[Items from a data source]
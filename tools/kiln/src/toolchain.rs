//! Toolchains: turn stale files into ordered build tasks.
//!
//! The builder only sees the [`Toolchain`] trait. The GNU-style driver here
//! covers GCC and Clang; tests inject their own implementations through the
//! builder's toolchain factory.

use std::path::{Path, PathBuf};
use std::sync::Arc;

use anyhow::{Context, Result, bail};

use crate::command::{ToolCommand, find_program};
use crate::state::{FileInfo, MessageLog};
use crate::task::{BuildTask, CompileTask, ToolTask};
use crate::workspace::{Language, OptimizationLevel, OutputType, Platform, ProjectFile, Toolset, WarningLevel};

/// Produces the tasks that build one project.
pub trait Toolchain: Send {
    /// Locate tools and query their versions. Failure is fatal for the target.
    fn init(&mut self) -> Result<()>;

    /// Tasks that bring `output` up to date. `files` carry their staleness;
    /// only stale ones need compiling, but all of them are linked.
    fn tasks(
        &self,
        files: &[FileInfo],
        fingerprint: u64,
        output: &Path,
        version: Option<&str>,
    ) -> Vec<Box<dyn BuildTask>>;

    /// Whether sources go through a per-file compile step whose results are
    /// tracked in the manifest.
    fn requires_compile_step(&self) -> bool;

    /// Human-readable name and version.
    fn description(&self) -> String;

    /// Extension of per-file outputs.
    fn object_extension(&self) -> &str {
        "o"
    }
}

/// What a toolchain is created for.
#[derive(Debug, Clone)]
pub struct ToolchainContext {
    /// The project being built.
    pub project: Arc<ProjectFile>,
    /// Artifacts of the project's dependencies, in dependency order.
    pub dependency_outputs: Vec<PathBuf>,
    /// Where compile tasks leave parsed compiler messages.
    pub messages: MessageLog,
}

/// Compiler family of a GNU-style driver.
#[derive(Debug, Clone, Copy, PartialEq, Eq)]
pub enum ToolchainKind {
    /// `gcc` / `g++`.
    Gcc,
    /// `clang` / `clang++`.
    Clang,
}

impl ToolchainKind {
    /// Driver program for `language`.
    pub fn compiler(self, language: Language) -> &'static str {
        match (self, language) {
            (ToolchainKind::Gcc, Language::C) => "gcc",
            (ToolchainKind::Gcc, Language::Cpp) => "g++",
            (ToolchainKind::Clang, Language::C) => "clang",
            (ToolchainKind::Clang, Language::Cpp) => "clang++",
        }
    }
}

/// Pick a toolchain for a project, or `None` if nothing can build it.
pub fn select(language: Language, platform: Platform, toolset: Toolset) -> Option<ToolchainKind> {
    if !platform_supported(platform, std::env::consts::ARCH) {
        return None;
    }
    match (language, toolset) {
        (Language::C | Language::Cpp, Toolset::Gcc) => Some(ToolchainKind::Gcc),
        (Language::C | Language::Cpp, Toolset::Clang) => Some(ToolchainKind::Clang),
        (Language::C | Language::Cpp, Toolset::Default) => {
            if cfg!(any(target_os = "linux", target_os = "macos")) {
                Some(ToolchainKind::Clang)
            } else {
                Some(ToolchainKind::Gcc)
            }
        }
    }
}

/// Whether the host driver can target `platform` from `host_arch`.
fn platform_supported(platform: Platform, host_arch: &str) -> bool {
    match platform {
        Platform::Native => true,
        Platform::X64 => host_arch == "x86_64",
        Platform::X86 => matches!(host_arch, "x86" | "x86_64"),
        Platform::Arm => host_arch == "arm",
        Platform::Arm64 => host_arch == "aarch64",
    }
}

/// Create the toolchain for `ctx` the default way.
pub fn create_toolchain(ctx: &ToolchainContext) -> Result<Box<dyn Toolchain>> {
    let project = &ctx.project;
    let Some(kind) = select(project.language, project.platform, project.toolset) else {
        bail!(
            "no toolchain available for project '{}' ({:?}, {:?}, {:?})",
            project.name,
            project.language,
            project.platform,
            project.toolset
        );
    };
    Ok(Box::new(GnuToolchain::new(kind, ctx.clone())))
}

/// A GCC or Clang driver plus `ar`.
pub struct GnuToolchain {
    kind: ToolchainKind,
    ctx: ToolchainContext,
    compiler: PathBuf,
    archiver: PathBuf,
    version: Option<String>,
}

impl GnuToolchain {
    /// Toolchain using the default program names; [`Toolchain::init`]
    /// resolves them on `PATH`.
    pub fn new(kind: ToolchainKind, ctx: ToolchainContext) -> Self {
        let compiler = PathBuf::from(kind.compiler(ctx.project.language));
        Self::with_programs(kind, ctx, compiler, PathBuf::from("ar"))
    }

    /// Toolchain with explicit program paths.
    pub fn with_programs(kind: ToolchainKind, ctx: ToolchainContext, compiler: PathBuf, archiver: PathBuf) -> Self {
        Self {
            kind,
            ctx,
            compiler,
            archiver,
            version: None,
        }
    }

    fn project(&self) -> &ProjectFile {
        &self.ctx.project
    }

    fn compile_command(&self, info: &FileInfo, version: Option<&str>) -> ToolCommand {
        let project = self.project();
        let mut cmd = ToolCommand::new(&self.compiler, info.source_path.display().to_string());
        cmd.compile_only().output(&info.output_path).dep_info();
        cmd.args(platform_flags(project.platform));
        cmd.args(optimization_flags(project.optimization));
        cmd.args(warning_flags(project.warnings));
        if project.output_type == OutputType::DynamicLibrary {
            cmd.arg("-fPIC");
        }
        for define in &project.defines {
            cmd.define(define);
        }
        if let Some(version) = version {
            cmd.define(&format!("KILN_VERSION=\"{version}\""));
        }
        for dir in &project.include_directories {
            cmd.include_dir(dir);
        }
        cmd.args(&project.compiler_arguments);
        cmd.arg(&info.source_path);
        cmd
    }

    fn link_task(&self, objects: &[&Path], output: &Path) -> Box<dyn BuildTask> {
        let project = self.project();
        if project.output_type == OutputType::StaticLibrary {
            let mut cmd = ToolCommand::new(&self.archiver, project.name.clone());
            cmd.arg("rcs").arg(output).args(objects);
            return Box::new(ToolTask::archive(output, cmd));
        }

        let mut cmd = ToolCommand::new(&self.compiler, project.name.clone());
        if project.output_type == OutputType::DynamicLibrary {
            cmd.arg("-shared");
        }
        cmd.args(platform_flags(project.platform));
        cmd.output(output).args(objects);
        cmd.args(&self.ctx.dependency_outputs);
        for dir in &project.library_directories {
            cmd.library_dir(dir);
        }
        for lib in &project.libraries {
            cmd.library(lib);
        }
        cmd.args(&project.linker_arguments);
        Box::new(ToolTask::link(output, cmd))
    }
}

impl Toolchain for GnuToolchain {
    fn init(&mut self) -> Result<()> {
        if !self.compiler.is_absolute() {
            let name = self.compiler.to_string_lossy().into_owned();
            self.compiler = find_program(&name).with_context(|| format!("compiler '{name}' not found on PATH"))?;
        }
        if self.project().output_type == OutputType::StaticLibrary && !self.archiver.is_absolute() {
            let name = self.archiver.to_string_lossy().into_owned();
            self.archiver = find_program(&name).with_context(|| format!("archiver '{name}' not found on PATH"))?;
        }
        let output = ToolCommand::new(&self.compiler, "version query")
            .arg("--version")
            .run_checked("query version of")?;
        let text = String::from_utf8_lossy(&output.stdout);
        self.version = text.lines().next().and_then(parse_version);
        Ok(())
    }

    fn tasks(
        &self,
        files: &[FileInfo],
        _fingerprint: u64,
        output: &Path,
        version: Option<&str>,
    ) -> Vec<Box<dyn BuildTask>> {
        let mut tasks: Vec<Box<dyn BuildTask>> = files
            .iter()
            .filter(|f| f.out_of_date)
            .map(|f| {
                let cmd = self.compile_command(f, version);
                Box::new(CompileTask::new(&f.source_path, &f.output_path, cmd, self.ctx.messages.clone())) as Box<dyn BuildTask>
            })
            .collect();
        let objects: Vec<&Path> = files.iter().map(|f| f.output_path.as_path()).collect();
        tasks.push(self.link_task(&objects, output));
        tasks
    }

    fn requires_compile_step(&self) -> bool {
        true
    }

    fn description(&self) -> String {
        let name = match self.kind {
            ToolchainKind::Gcc => "GCC",
            ToolchainKind::Clang => "Clang",
        };
        match &self.version {
            Some(v) => format!("{name} {v}"),
            None => name.to_string(),
        }
    }
}

fn platform_flags(platform: Platform) -> &'static [&'static str] {
    match platform {
        Platform::X86 => &["-m32"],
        Platform::X64 => &["-m64"],
        Platform::Arm | Platform::Arm64 | Platform::Native => &[],
    }
}

fn optimization_flags(level: OptimizationLevel) -> &'static [&'static str] {
    match level {
        OptimizationLevel::Debug => &["-O0", "-g"],
        OptimizationLevel::PreferSize => &["-Os"],
        OptimizationLevel::PreferSpeed => &["-O2"],
        OptimizationLevel::Full => &["-O3"],
    }
}

fn warning_flags(level: WarningLevel) -> &'static [&'static str] {
    match level {
        WarningLevel::None => &["-w"],
        WarningLevel::Low => &["-Wall"],
        WarningLevel::High => &["-Wall", "-Wextra"],
        WarningLevel::Verbose => &["-Wall", "-Wextra", "-Wpedantic"],
    }
}

/// Version number from the first line of `--version` output.
fn parse_version(line: &str) -> Option<String> {
    line.split_whitespace()
        .rev()
        .find(|w| w.starts_with(|c: char| c.is_ascii_digit()) && w.contains('.'))
        .map(str::to_string)
}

EXERCISE REQUIREMENTS:
From the records above, quote only the lines running from the line with "Ok(Box::new(GnuToolchain::new(kind, ctx.clone())))" to the line with "fn link_task(&self, objects: &[&Path], output: &Path)", both lines included.

RESULT:
    Ok(Box::new(GnuToolchain::new(kind, ctx.clone())))
}

/// A GCC or Clang driver plus `ar`.
pub struct GnuToolchain {
    kind: ToolchainKind,
    ctx: ToolchainContext,
    compiler: PathBuf,
    archiver: PathBuf,
    version: Option<String>,
}

impl GnuToolchain {
    /// Toolchain using the default program names; [`Toolchain::init`]
    /// resolves them on `PATH`.
    pub fn new(kind: ToolchainKind, ctx: ToolchainContext) -> Self {
        let compiler = PathBuf::from(kind.compiler(ctx.project.language));
        Self::with_programs(kind, ctx, compiler, PathBuf::from("ar"))
    }

    /// Toolchain with explicit program paths.
    pub fn with_programs(kind: ToolchainKind, ctx: ToolchainContext, compiler: PathBuf, archiver: PathBuf) -> Self {
        Self {
            kind,
            ctx,
            compiler,
            archiver,
            version: None,
        }
    }

    fn project(&self) -> &ProjectFile {
        &self.ctx.project
    }

    fn compile_command(&self, info: &FileInfo, version: Option<&str>) -> ToolCommand {
        let project = self.project();
        let mut cmd = ToolCommand::new(&self.compiler, info.source_path.display().to_string());
        cmd.compile_only().output(&info.output_path).dep_info();
        cmd.args(platform_flags(project.platform));
        cmd.args(optimization_flags(project.optimization));
        cmd.args(warning_flags(project.warnings));
        if project.output_type == OutputType::DynamicLibrary {
            cmd.arg("-fPIC");
        }
        for define in &project.defines {
            cmd.define(define);
        }
        if let Some(version) = version {
            cmd.define(&format!("KILN_VERSION=\"{version}\""));
        }
        for dir in &project.include_directories {
            cmd.include_dir(dir);
        }
        cmd.args(&project.compiler_arguments);
        cmd.arg(&info.source_path);
        cmd
    }

    fn link_task(&self, objects: &[&Path], output: &Path) -> Box<dyn BuildTask> {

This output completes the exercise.